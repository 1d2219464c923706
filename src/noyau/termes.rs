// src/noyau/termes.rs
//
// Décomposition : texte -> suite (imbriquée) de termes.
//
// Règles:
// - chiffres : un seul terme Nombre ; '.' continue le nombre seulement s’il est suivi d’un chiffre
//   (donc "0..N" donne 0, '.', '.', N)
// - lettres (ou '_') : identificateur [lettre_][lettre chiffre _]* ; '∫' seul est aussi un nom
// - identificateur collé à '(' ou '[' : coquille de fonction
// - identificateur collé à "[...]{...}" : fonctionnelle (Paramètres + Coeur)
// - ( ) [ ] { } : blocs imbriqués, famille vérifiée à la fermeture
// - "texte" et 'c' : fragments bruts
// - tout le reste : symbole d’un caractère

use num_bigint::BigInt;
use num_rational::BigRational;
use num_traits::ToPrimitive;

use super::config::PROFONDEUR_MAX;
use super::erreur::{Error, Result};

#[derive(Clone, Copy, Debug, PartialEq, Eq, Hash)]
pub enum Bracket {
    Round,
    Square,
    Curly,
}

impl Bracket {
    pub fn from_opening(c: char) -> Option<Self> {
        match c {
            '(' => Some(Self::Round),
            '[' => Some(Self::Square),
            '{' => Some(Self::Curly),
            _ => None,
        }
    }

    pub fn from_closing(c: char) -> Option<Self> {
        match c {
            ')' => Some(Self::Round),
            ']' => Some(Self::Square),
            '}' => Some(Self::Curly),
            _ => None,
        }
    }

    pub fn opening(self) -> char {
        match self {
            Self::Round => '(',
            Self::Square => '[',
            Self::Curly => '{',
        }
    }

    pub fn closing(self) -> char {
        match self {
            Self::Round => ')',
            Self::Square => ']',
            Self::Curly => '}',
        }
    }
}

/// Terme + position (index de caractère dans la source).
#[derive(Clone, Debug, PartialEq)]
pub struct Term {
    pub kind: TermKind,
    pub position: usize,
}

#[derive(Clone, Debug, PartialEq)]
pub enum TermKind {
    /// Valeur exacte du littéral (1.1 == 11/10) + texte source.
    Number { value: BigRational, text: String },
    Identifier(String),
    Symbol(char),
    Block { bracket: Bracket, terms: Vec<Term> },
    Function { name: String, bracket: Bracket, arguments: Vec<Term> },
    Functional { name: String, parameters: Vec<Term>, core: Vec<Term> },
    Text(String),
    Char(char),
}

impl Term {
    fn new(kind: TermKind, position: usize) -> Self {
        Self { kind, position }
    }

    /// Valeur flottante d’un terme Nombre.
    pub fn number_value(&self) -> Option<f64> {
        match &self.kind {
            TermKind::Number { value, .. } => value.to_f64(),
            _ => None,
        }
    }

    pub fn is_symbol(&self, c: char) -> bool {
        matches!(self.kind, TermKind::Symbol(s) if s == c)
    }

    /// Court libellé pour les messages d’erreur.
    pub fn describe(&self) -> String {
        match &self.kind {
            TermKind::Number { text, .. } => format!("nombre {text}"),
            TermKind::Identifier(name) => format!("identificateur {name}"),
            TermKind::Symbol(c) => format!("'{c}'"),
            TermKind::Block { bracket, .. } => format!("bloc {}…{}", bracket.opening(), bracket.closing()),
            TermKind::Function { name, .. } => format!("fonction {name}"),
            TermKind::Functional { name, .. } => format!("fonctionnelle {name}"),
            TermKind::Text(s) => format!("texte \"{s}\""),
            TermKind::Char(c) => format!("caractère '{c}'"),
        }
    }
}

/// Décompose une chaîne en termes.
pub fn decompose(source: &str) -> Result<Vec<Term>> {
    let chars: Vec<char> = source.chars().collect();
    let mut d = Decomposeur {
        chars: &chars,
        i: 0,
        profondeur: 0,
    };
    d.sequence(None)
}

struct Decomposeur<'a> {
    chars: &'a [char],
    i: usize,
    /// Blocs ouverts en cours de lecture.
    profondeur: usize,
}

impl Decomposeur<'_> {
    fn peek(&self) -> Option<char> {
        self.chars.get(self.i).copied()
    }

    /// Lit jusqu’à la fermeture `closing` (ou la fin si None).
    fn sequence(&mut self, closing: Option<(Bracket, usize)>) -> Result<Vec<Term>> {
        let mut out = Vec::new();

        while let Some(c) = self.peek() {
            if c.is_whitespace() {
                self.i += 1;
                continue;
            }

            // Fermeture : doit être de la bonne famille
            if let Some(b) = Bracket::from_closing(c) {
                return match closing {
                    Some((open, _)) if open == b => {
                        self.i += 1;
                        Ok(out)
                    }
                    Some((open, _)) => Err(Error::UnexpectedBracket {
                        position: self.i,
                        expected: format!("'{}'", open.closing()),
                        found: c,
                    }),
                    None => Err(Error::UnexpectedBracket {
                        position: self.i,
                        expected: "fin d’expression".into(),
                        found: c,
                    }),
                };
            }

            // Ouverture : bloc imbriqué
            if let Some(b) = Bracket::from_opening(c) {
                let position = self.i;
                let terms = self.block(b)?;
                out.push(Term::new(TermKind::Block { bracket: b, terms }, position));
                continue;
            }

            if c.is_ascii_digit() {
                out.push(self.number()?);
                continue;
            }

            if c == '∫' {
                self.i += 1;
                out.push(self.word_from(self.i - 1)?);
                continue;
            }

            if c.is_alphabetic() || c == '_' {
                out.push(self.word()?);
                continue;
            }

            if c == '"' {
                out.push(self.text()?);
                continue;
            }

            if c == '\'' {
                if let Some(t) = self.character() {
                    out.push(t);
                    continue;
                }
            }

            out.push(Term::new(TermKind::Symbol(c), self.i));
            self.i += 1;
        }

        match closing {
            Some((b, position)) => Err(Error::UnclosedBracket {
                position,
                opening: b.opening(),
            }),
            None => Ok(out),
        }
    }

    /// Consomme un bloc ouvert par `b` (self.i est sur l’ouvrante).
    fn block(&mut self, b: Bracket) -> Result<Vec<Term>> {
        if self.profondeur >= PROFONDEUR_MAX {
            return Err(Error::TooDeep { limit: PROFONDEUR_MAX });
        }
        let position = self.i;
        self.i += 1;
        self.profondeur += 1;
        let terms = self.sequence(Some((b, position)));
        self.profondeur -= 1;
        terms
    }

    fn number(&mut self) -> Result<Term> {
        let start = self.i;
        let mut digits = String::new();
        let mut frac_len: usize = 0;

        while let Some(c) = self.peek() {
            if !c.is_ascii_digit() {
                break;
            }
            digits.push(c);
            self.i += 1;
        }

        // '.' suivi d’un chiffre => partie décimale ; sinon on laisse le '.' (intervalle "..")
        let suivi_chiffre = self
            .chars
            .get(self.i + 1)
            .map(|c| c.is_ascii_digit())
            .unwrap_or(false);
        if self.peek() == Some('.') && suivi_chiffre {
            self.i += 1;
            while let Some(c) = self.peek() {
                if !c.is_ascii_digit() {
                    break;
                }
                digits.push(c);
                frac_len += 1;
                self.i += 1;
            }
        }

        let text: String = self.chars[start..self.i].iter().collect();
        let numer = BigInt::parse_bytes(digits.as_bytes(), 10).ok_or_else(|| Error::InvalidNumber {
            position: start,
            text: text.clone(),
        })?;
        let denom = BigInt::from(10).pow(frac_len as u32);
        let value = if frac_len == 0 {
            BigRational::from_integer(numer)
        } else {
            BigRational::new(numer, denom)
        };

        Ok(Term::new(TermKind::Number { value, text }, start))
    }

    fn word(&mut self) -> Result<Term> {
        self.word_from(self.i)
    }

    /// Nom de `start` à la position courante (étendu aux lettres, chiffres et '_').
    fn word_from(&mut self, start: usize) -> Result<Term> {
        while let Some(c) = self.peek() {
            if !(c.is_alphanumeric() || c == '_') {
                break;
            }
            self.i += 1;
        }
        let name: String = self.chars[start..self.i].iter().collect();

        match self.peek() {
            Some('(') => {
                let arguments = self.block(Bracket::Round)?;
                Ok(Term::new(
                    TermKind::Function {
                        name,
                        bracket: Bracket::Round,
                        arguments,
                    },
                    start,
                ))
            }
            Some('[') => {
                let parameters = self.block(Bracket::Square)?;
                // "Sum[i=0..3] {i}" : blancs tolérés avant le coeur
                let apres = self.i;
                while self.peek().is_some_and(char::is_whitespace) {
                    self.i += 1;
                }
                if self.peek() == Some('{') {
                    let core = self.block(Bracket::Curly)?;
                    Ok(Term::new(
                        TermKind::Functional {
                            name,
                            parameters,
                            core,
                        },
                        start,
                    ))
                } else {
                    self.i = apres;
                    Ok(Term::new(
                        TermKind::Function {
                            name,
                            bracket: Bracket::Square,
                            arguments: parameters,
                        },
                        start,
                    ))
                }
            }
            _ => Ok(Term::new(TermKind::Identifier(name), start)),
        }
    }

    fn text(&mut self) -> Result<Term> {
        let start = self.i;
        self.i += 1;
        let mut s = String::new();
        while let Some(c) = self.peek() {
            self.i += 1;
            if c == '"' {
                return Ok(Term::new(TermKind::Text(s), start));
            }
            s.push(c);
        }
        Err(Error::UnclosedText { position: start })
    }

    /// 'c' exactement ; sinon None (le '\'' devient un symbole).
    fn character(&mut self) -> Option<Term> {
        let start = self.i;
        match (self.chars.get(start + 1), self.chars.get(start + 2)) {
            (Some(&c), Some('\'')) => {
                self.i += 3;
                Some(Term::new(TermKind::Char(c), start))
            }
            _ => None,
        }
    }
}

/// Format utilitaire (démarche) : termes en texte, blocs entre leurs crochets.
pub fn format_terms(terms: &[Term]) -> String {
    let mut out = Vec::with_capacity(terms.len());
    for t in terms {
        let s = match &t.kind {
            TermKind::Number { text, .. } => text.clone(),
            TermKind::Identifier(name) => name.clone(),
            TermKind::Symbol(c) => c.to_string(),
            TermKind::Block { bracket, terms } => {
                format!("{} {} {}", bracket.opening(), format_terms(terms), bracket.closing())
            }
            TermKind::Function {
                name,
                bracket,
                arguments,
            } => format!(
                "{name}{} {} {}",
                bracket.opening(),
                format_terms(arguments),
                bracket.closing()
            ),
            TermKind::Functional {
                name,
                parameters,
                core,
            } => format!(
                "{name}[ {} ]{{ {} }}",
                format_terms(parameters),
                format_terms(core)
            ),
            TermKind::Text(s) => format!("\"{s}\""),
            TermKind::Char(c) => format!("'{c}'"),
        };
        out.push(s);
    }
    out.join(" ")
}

| Your objective |
Take every line above that includes the string "Option" and return it.

| Task answer |
    pub fn from_opening(c: char) -> Option<Self> {
    pub fn from_closing(c: char) -> Option<Self> {
    pub fn number_value(&self) -> Option<f64> {
    fn peek(&self) -> Option<char> {
    fn sequence(&mut self, closing: Option<(Bracket, usize)>) -> Result<Vec<Term>> {
    fn character(&mut self) -> Option<Term> {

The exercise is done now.